Chris Cordner reports.
In 1957, Dr ADCS Cameron was at the forefront of Hartlepool news.
He was the Medical Officer of Health and keen to bring about improvements in the health of the town’s children.
What impressed me most was the discipline of the troops. Despite the plight they were in, their concern for their wounded comrades in the field hospitals was most touchingDr Cameron
But behind the medical man lay the story of an Army officer whose Second World War experiences were dramatic.
Within two days of the outbreak of the confliuct, he was in khaki.
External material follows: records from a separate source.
//! Typed IDs for type-safe entity references.
//!
//! Using typed IDs prevents accidentally passing a `ChannelId` where a `MessageId` is expected.

use serde::{Deserialize, Serialize};
use serde_with::{DisplayFromStr, serde_as};
use uuid::Uuid;

/// Macro to generate typed ID wrappers around UUIDs.
macro_rules! typed_id {
    ($name:ident, $doc:expr) => {
        #[doc = $doc]
        #[derive(Debug, Clone, Copy, PartialEq, Eq, Hash, PartialOrd, Ord, Serialize, Deserialize)]
        #[serde(transparent)]
        pub struct $name(pub Uuid);

        impl $name {
            /// Creates a new random ID using UUID v7 (time-ordered).
            #[must_use]
            pub fn new() -> Self {
                Self(Uuid::now_v7())
            }

            /// Creates an ID from an existing UUID.
            #[must_use]
            pub const fn from_uuid(uuid: Uuid) -> Self {
                Self(uuid)
            }

            /// Returns the inner UUID.
            #[must_use]
            pub const fn into_inner(self) -> Uuid {
                self.0
            }
        }

        impl Default for $name {
            fn default() -> Self {
                Self::new()
            }
        }

        impl std::fmt::Display for $name {
            fn fmt(&self, f: &mut std::fmt::Formatter<'_>) -> std::fmt::Result {
                write!(f, "{}", self.0)
            }
        }

        impl std::str::FromStr for $name {
            type Err = uuid::Error;

            fn from_str(s: &str) -> Result<Self, Self::Err> {
                Ok(Self(Uuid::parse_str(s)?))
            }
        }
    };
}

/// Macro to generate wrappers around channel-assigned 64-bit identifiers.
///
/// The remote API encodes these as decimal strings, so they serialize as strings.
macro_rules! snowflake_id {
    ($name:ident, $doc:expr) => {
        #[doc = $doc]
        #[serde_as]
        #[derive(Debug, Clone, Copy, PartialEq, Eq, Hash, PartialOrd, Ord, Serialize, Deserialize)]
        #[serde(transparent)]
        pub struct $name(#[serde_as(as = "DisplayFromStr")] pub u64);

        impl $name {
            /// Returns the raw identifier.
            #[must_use]
            pub const fn get(self) -> u64 {
                self.0
            }
        }

        impl From<u64> for $name {
            fn from(value: u64) -> Self {
                Self(value)
            }
        }

        impl std::fmt::Display for $name {
            fn fmt(&self, f: &mut std::fmt::Formatter<'_>) -> std::fmt::Result {
                write!(f, "{}", self.0)
            }
        }

        impl std::str::FromStr for $name {
            type Err = std::num::ParseIntError;

            fn from_str(s: &str) -> Result<Self, Self::Err> {
                Ok(Self(s.parse()?))
            }
        }
    };
}

typed_id!(ObjectId, "Unique identifier for a stored object.");

snowflake_id!(MessageId, "Channel-assigned identifier of a message holding chunks.");
snowflake_id!(ChannelId, "Identifier of the channel used as the storage backend.");

#[cfg(test)]
#[path = "id_tests.rs"]
mod tests;
//! Contract of the remote channel used as the blob-storage backend.
//!
//! The channel stores opaque messages carrying file attachments. It is rate- and
//! size-limited: a message holds a bounded number of attachments and a bounded
//! number of bytes. The `cordstore-channel` crate implements this trait over the
//! REST API; tests use in-memory implementations.

mod error;

use std::future::Future;

use bytes::Bytes;
use cordstore_shared::{ChannelId, MessageId};

pub use error::ChannelError;

/// Attachment to be sent with a new message.
#[derive(Debug, Clone)]
pub struct OutgoingAttachment {
    /// File name shown in the channel.
    pub filename: String,
    /// Attachment bytes.
    pub content: Bytes,
}

/// Attachment as reported by the channel for an existing message.
#[derive(Debug, Clone, PartialEq, Eq)]
pub struct ChannelAttachment {
    /// File name the attachment was uploaded under.
    pub filename: String,
    /// Ephemeral URL the attachment bytes can be fetched from.
    pub url: String,
    /// Size in bytes reported by the channel.
    pub size: u64,
}

/// A message fetched from the channel.
#[derive(Debug, Clone, PartialEq, Eq)]
pub struct ChannelMessage {
    /// Message identifier.
    pub id: MessageId,
    /// Attachments in the order they were sent.
    pub attachments: Vec<ChannelAttachment>,
}

/// Identity the client is authenticated as.
#[derive(Debug, Clone, PartialEq, Eq)]
pub struct ChannelIdentity {
    /// Account name.
    pub username: String,
    /// Legacy discriminator, `"0"` for accounts without one.
    pub discriminator: String,
}

impl std::fmt::Display for ChannelIdentity {
    fn fmt(&self, f: &mut std::fmt::Formatter<'_>) -> std::fmt::Result {
        write!(f, "{}#{}", self.username, self.discriminator)
    }
}

/// Client for the remote channel.
///
/// Implementations must be safe to call concurrently; the storage engine fans out
/// many requests at once while processing a single task.
pub trait ChannelClient: Send + Sync {
    /// Send a message carrying `attachments` and return its identifier.
    fn send_message(
        &self,
        channel_id: ChannelId,
        attachments: Vec<OutgoingAttachment>,
    ) -> impl Future<Output = Result<MessageId, ChannelError>> + Send;

    /// Fetch a message by identifier.
    ///
    /// Fails with [`ChannelError::NotFound`] if the message no longer exists.
    fn get_message(
        &self,
        channel_id: ChannelId,
        message_id: MessageId,
    ) -> impl Future<Output = Result<ChannelMessage, ChannelError>> + Send;

    /// Delete a message by identifier.
    ///
    /// Fails with [`ChannelError::NotFound`] if the message no longer exists.
    fn delete_message(
        &self,
        channel_id: ChannelId,
        message_id: MessageId,
    ) -> impl Future<Output = Result<(), ChannelError>> + Send;

    /// Download attachment bytes from an attachment URL.
    fn download_attachment(
        &self,
        url: &str,
    ) -> impl Future<Output = Result<Bytes, ChannelError>> + Send;

    /// Return the identity the client is authenticated as.
    fn current_identity(&self)
    -> impl Future<Output = Result<ChannelIdentity, ChannelError>> + Send;
}
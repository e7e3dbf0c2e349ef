//! Storing an object as a sequence of channel messages.

use std::sync::Arc;
use std::time::Instant;

use bytes::Bytes;
use cordstore_shared::{ChannelId, MessageId, StorageConfig};
use futures::stream::{FuturesUnordered, StreamExt};
use tracing::{error, info, warn};

use super::codec;
use super::error::{StorageError, StorageResult};
use super::types::Chunk;
use crate::channel::{ChannelClient, OutgoingAttachment};

/// Splits objects into chunks and sends them to the channel.
pub struct Uploader<C: ChannelClient> {
    channel: Arc<C>,
    channel_id: ChannelId,
    config: StorageConfig,
}

impl<C: ChannelClient> Uploader<C> {
    /// Create a new uploader.
    #[must_use]
    pub fn new(channel: Arc<C>, channel_id: ChannelId, config: StorageConfig) -> Self {
        Self {
            channel,
            channel_id,
            config,
        }
    }

    /// Store `content` under `base_name` and return one message id per sent message,
    /// in chunk order.
    ///
    /// Messages are sent concurrently. If any send fails the messages that did go
    /// through are deleted again and the whole upload fails.
    ///
    /// An empty object is stored as a single empty chunk so it can be read back.
    ///
    /// # Errors
    ///
    /// Returns an error if the name is empty, the limits are unusable, or any send fails.
    pub async fn upload(&self, content: Bytes, base_name: &str) -> StorageResult<Vec<MessageId>> {
        if base_name.is_empty() {
            return Err(StorageError::validation("object name must not be empty"));
        }
        self.config
            .validate()
            .map_err(|e| StorageError::validation(e.to_string()))?;

        info!(
            name = base_name,
            size = content.len(),
            "Uploading object"
        );
        let started = Instant::now();

        let mut chunks = codec::split(&content, base_name, self.config.max_chunk_size);
        if chunks.is_empty() {
            chunks.push(Chunk {
                index: 0,
                payload: Bytes::new(),
                source_name: codec::name_for(base_name, 0),
            });
        }
        // Chunks hold views into `content`; drop our handle so the buffer goes
        // away with the last in-flight send.
        drop(content);

        let chunk_count = chunks.len();
        let mut sends: FuturesUnordered<_> = chunks
            .chunks(self.config.batch_width())
            .map(|batch| {
                let first_index = batch[0].index;
                let attachments: Vec<OutgoingAttachment> = batch
                    .iter()
                    .map(|chunk| OutgoingAttachment {
                        filename: chunk.source_name.clone(),
                        content: chunk.payload.clone(),
                    })
                    .collect();
                async move {
                    let result = self
                        .channel
                        .send_message(self.channel_id, attachments)
                        .await;
                    (first_index, result)
                }
            })
            .collect();
        drop(chunks);

        let mut sent = Vec::new();
        let mut failures = Vec::new();
        while let Some((first_index, result)) = sends.next().await {
            match result {
                Ok(message_id) => sent.push((first_index, message_id)),
                Err(e) => {
                    error!(
                        name = base_name,
                        first_chunk = first_index,
                        error = %e,
                        "Failed to send chunk batch"
                    );
                    failures.push(StorageError::from_channel(
                        format!("failed to send chunks starting at part {}", first_index + 1),
                        e,
                    ));
                }
            }
        }

        // Completion order is arbitrary; chunk order is what reassembly needs.
        sent.sort_by_key(|(first_index, _)| *first_index);
        let message_ids: Vec<MessageId> = sent.into_iter().map(|(_, id)| id).collect();

        if !failures.is_empty() {
            self.discard(&message_ids).await;
            return Err(StorageError::aggregate(
                format!("failed to upload {base_name}"),
                failures,
            ));
        }

        info!(
            name = base_name,
            chunks = chunk_count,
            messages = message_ids.len(),
            elapsed_ms = u64::try_from(started.elapsed().as_millis()).unwrap_or(u64::MAX),
            "Object uploaded"
        );
        Ok(message_ids)
    }

    /// Best-effort removal of messages sent by a failed upload.
    async fn discard(&self, message_ids: &[MessageId]) {
        for &message_id in message_ids {
            if let Err(e) = self
                .channel
                .delete_message(self.channel_id, message_id)
                .await
            {
                if !e.is_not_found() {
                    warn!(
                        message_id = %message_id,
                        error = %e,
                        "Failed to discard message of failed upload"
                    );
                }
            }
        }
    }
}

#[cfg(test)]
mod tests {
    use std::time::Duration;

    use super::*;
    use crate::testing::MockChannel;

    const CHANNEL: ChannelId = ChannelId(1);

    fn uploader(channel: &Arc<MockChannel>, config: StorageConfig) -> Uploader<MockChannel> {
        Uploader::new(Arc::clone(channel), CHANNEL, config)
    }

    #[tokio::test]
    async fn test_upload_batches_chunks_into_messages() {
        let channel = Arc::new(MockChannel::new());
        let config = StorageConfig::default()
            .with_max_chunk_size(4)
            .with_max_attachments_per_message(2);

        let ids = uploader(&channel, config)
            .upload(Bytes::from_static(b"abcdefghij"), "notes.txt")
            .await
            .unwrap();

        assert_eq!(ids.len(), 2);
        assert_eq!(
            channel.attachment_names(ids[0]),
            vec!["notes.txt.part1", "notes.txt.part2"]
        );
        assert_eq!(channel.attachment_names(ids[1]), vec!["notes.txt.part3"]);
    }

    #[tokio::test]
    async fn test_upload_twenty_mib_in_three_messages() {
        const MIB: usize = 1024 * 1024;
        let channel = Arc::new(MockChannel::new());
        let config = StorageConfig::default()
            .with_max_chunk_size(8 * MIB)
            .with_max_attachments_per_message(1);

        let ids = uploader(&channel, config)
            .upload(Bytes::from(vec![3u8; 20 * MIB]), "disk.img")
            .await
            .unwrap();

        assert_eq!(ids.len(), 3);
        let sizes: Vec<usize> = ids
            .iter()
            .map(|id| channel.attachment_sizes(*id)[0])
            .collect();
        assert_eq!(sizes, vec![8 * MIB, 8 * MIB, 4 * MIB]);
        for (i, id) in ids.iter().enumerate() {
            assert_eq!(
                channel.attachment_names(*id),
                vec![format!("disk.img.part{}", i + 1)]
            );
        }
    }

    #[tokio::test]
    async fn test_upload_preserves_chunk_order_when_sends_finish_out_of_order() {
        let channel = Arc::new(MockChannel::new());
        // Earlier sends take longer, so they complete last.
        channel.delay_send_of("o.bin.part1", Duration::from_millis(60));
        channel.delay_send_of("o.bin.part2", Duration::from_millis(40));
        channel.delay_send_of("o.bin.part3", Duration::from_millis(20));
        let config = StorageConfig::default()
            .with_max_chunk_size(2)
            .with_max_attachments_per_message(1);

        let ids = uploader(&channel, config)
            .upload(Bytes::from_static(b"aabbccdd"), "o.bin")
            .await
            .unwrap();

        let names: Vec<Vec<String>> = ids.iter().map(|id| channel.attachment_names(*id)).collect();
        assert_eq!(
            names,
            vec![
                vec!["o.bin.part1"],
                vec!["o.bin.part2"],
                vec!["o.bin.part3"],
                vec!["o.bin.part4"]
            ]
        );
        let completions = channel.send_completion_order();
        assert_eq!(completions.first().map(String::as_str), Some("o.bin.part4"));
    }

    #[tokio::test]
    async fn test_upload_empty_object_sends_single_empty_chunk() {
        let channel = Arc::new(MockChannel::new());

        let ids = uploader(&channel, StorageConfig::default())
            .upload(Bytes::new(), "empty.txt")
            .await
            .unwrap();

        assert_eq!(ids.len(), 1);
        assert_eq!(channel.attachment_names(ids[0]), vec!["empty.txt.part1"]);
        assert_eq!(channel.attachment_sizes(ids[0]), vec![0]);
    }

    #[tokio::test]
    async fn test_upload_rejects_empty_name() {
        let channel = Arc::new(MockChannel::new());
        let err = uploader(&channel, StorageConfig::default())
            .upload(Bytes::from_static(b"x"), "")
            .await
            .unwrap_err();
        assert!(matches!(err, StorageError::Validation(_)));
        assert_eq!(channel.message_count(), 0);
    }

    #[tokio::test]
    async fn test_upload_failure_discards_sent_messages() {
        let channel = Arc::new(MockChannel::new());
        channel.fail_send_of("o.bin.part2");
        let config = StorageConfig::default()
            .with_max_chunk_size(2)
            .with_max_attachments_per_message(1);

        let err = uploader(&channel, config)
            .upload(Bytes::from_static(b"aabbcc"), "o.bin")
            .await
            .unwrap_err();

        assert_eq!(err.causes().len(), 1);
        assert!(err.causes()[0].to_string().contains("part 2"));
        assert_eq!(channel.message_count(), 0);
    }
}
He was given the rank of captain and posted to France with a Field Ambulance Brigade attached to the 7th Guards Brigade.
While Britain readied itself for dark times ahead, Dr Cameron readied himself for a visit by Viscount Montgomery.
That was momentous enough, but the visit - to a military hospital in Lille - was on Christmas Day in 1939.
It was only the start of his adventures.
Around six months later, he was at Dunkirk when more than 330,000 British soldiers were evacuated under the threat of a German advance.
Dr Cameron said in his 1957 interview: “What impressed me most was the discipline of the troops. Despite the plight they were in, their concern for their wounded comrades in the field hospitals was most touching.”
Before the evacuation was completed, Dr Cameron himself was moved on and when he returned to England, it was a huge surprise to his wife who had just had a letter saying he was missing, presumed dead.
“The unfortunate thing,” he said at the time, “was that had I been back two or three days sooner, I would have been with my wife when she received this news.”
In 1940, he left England for the Middle East where he was stationed in Cairo and Alexandria.
Then he joined the 8th Army for the invasion of Italy and only returned home for good in 1945 to work in a military hospital.
After a couple of domestic appointments, he arrived in West Hartlepool in September 1955. Two years later, he told the Northern Daily Mail: “I can honestly say that since I came here I have been very happy.”
Dr Cameron was out to combat Hartlepool’s high incidences of infant mortality and chest complaints in the 1950s. But he admitted to having a fine town team to help him in his work.